Thursday, January 13, 2011

Margaret Whiting & The Freedom Train

In honor of the passing this week of singer Margaret Whiting, aged 84, here's a completely kitschy piece of post-WWII vaguely progressive patriotica entitled "The Freedom Train." It's credited to Peggy Lee, but it's got equal parts Margaret Whiting and Johnny Mercer, the brilliant songwriter who was the guardian of Whiting's early career. The band is Benny Goodman's, and it was recorded in 1947. The lyrics were cowritten by Lee and Irving Berlin.
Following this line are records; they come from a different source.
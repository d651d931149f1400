//! Route handlers.

use axum::{
    extract::{Query, State},
    response::Redirect,
    Json,
};
use serde::Deserialize;
use serde_json::{json, Value};
use std::sync::Arc;

use crate::api::{ApiError, AppState};
use crate::core::HttpTransport;
use crate::error::TokenServiceError;
use crate::flows::{authorization_url, SessionExchange};
use crate::store::TokenStore;

#[derive(Deserialize)]
pub struct CallbackQuery {
    pub code: Option<String>,
}

#[derive(Deserialize)]
pub struct GetTokenQuery {
    pub user_id: String,
}

/// `GET /login` — redirect the user to the provider's consent URL.
pub async fn login<T, S, E>(State(state): State<Arc<AppState<T, S, E>>>) -> Redirect
where
    T: HttpTransport + 'static,
    S: TokenStore + 'static,
    E: SessionExchange + 'static,
{
    let url = authorization_url(&state.config.provider, &state.config.credentials);
    Redirect::temporary(&url)
}

/// `GET /callback?code=` — complete the authorization-code exchange and
/// persist the session, then send the user home.
pub async fn callback<T, S, E>(
    State(state): State<Arc<AppState<T, S, E>>>,
    Query(query): Query<CallbackQuery>,
) -> Result<Redirect, ApiError>
where
    T: HttpTransport + 'static,
    S: TokenStore + 'static,
    E: SessionExchange + 'static,
{
    let code = query.code.ok_or_else(|| {
        ApiError(TokenServiceError::Exchange {
            message: "missing code parameter in callback".to_string(),
        })
    })?;

    let session = state.exchange.complete_authorization(&code).await?;

    // The session is not usable until persisted; a write failure aborts the
    // exchange even though upstream authorization succeeded.
    state
        .store
        .upsert(
            &session.user_id,
            &session.access_token,
            &session.refresh_token,
            session.expires_at,
        )
        .await
        .map_err(TokenServiceError::Persistence)?;

    Ok(Redirect::to("/"))
}

/// `GET /get-token?user_id=` — current valid token, refreshed on demand.
pub async fn get_token<T, S, E>(
    State(state): State<Arc<AppState<T, S, E>>>,
    Query(query): Query<GetTokenQuery>,
) -> Result<Json<Value>, ApiError>
where
    T: HttpTransport + 'static,
    S: TokenStore + 'static,
    E: SessionExchange + 'static,
{
    let token = state.manager.get_valid_token(&query.user_id).await?;

    let body = if token.refreshed {
        json!({
            "access_token": token.access_token,
            "message": "token was expired and has been refreshed",
        })
    } else {
        json!({
            "access_token": token.access_token,
            "expires_at": token.expires_at,
        })
    };

    Ok(Json(body))
}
Take the lyrics for what they're worth. It's interesting to listen to them the day after President Obama's Tucson speech here in 2011:

"This song is a train song
It's a song about a train
Not the Atcheson-Topeka
Not the Chattanooga Choo-choo
Nor the one that leaves at midnight
For the state of Alabam

This song is a train song where the engineer is Uncle Sam
Hear comes the freedom train, You better hurry down
Just like Paul Revere it's coming into your home town

Inside the Freedom Train you'll find a precious [friend]
Those words of liberty, the documents that made us great
You can shout your anger from a steeple
You can shoot the system full of holes
You can always question we the people
You can get your answer at the polls
That's how it's always been and how it will remain
As long as all of us keep riding on the Freedom Train

Johnny Mercer, Peggy Lee, Benny Goodman, Margaret Whiting
The Pipers and the Western Band
Sitting on the observation, spreading freedom through the land

You can write the president a letter
You can even tell him to his face
If you think that you can do it better
Get the votes and you can take his place

If you hate the laws that you're obeying
You can shout your anger to the crowd
We may disagree with what you're saying
But we'll fight to let you say it loud
That's how it's always been
That's the way it's gonna remain
As long as all of us keep riding on the Freedom Train
Riding, riding
Riding, riding
Keep on riding that Freedom Train"

(Lyrics transcribed by me)

I don't know a lot of Margaret Whiting's work, but she was the wholesome voice of jazz-era pop music: hear her sing and it's impossible not to instantly like her. While her mass stardom had long faded, she was one of those legends of the American songbook whom showtune queens always loved. Oddly enough her legend deepened with her marriage in the 1990s to the hunky and well-endowed gay porn star Jack Wrangler, who passed on just a couple years ago. Here's a woman who could literally say she did it all.


  1. Right Annie? I've known this song for years but when I got the idea to re-listen to it yesterday I thought wow.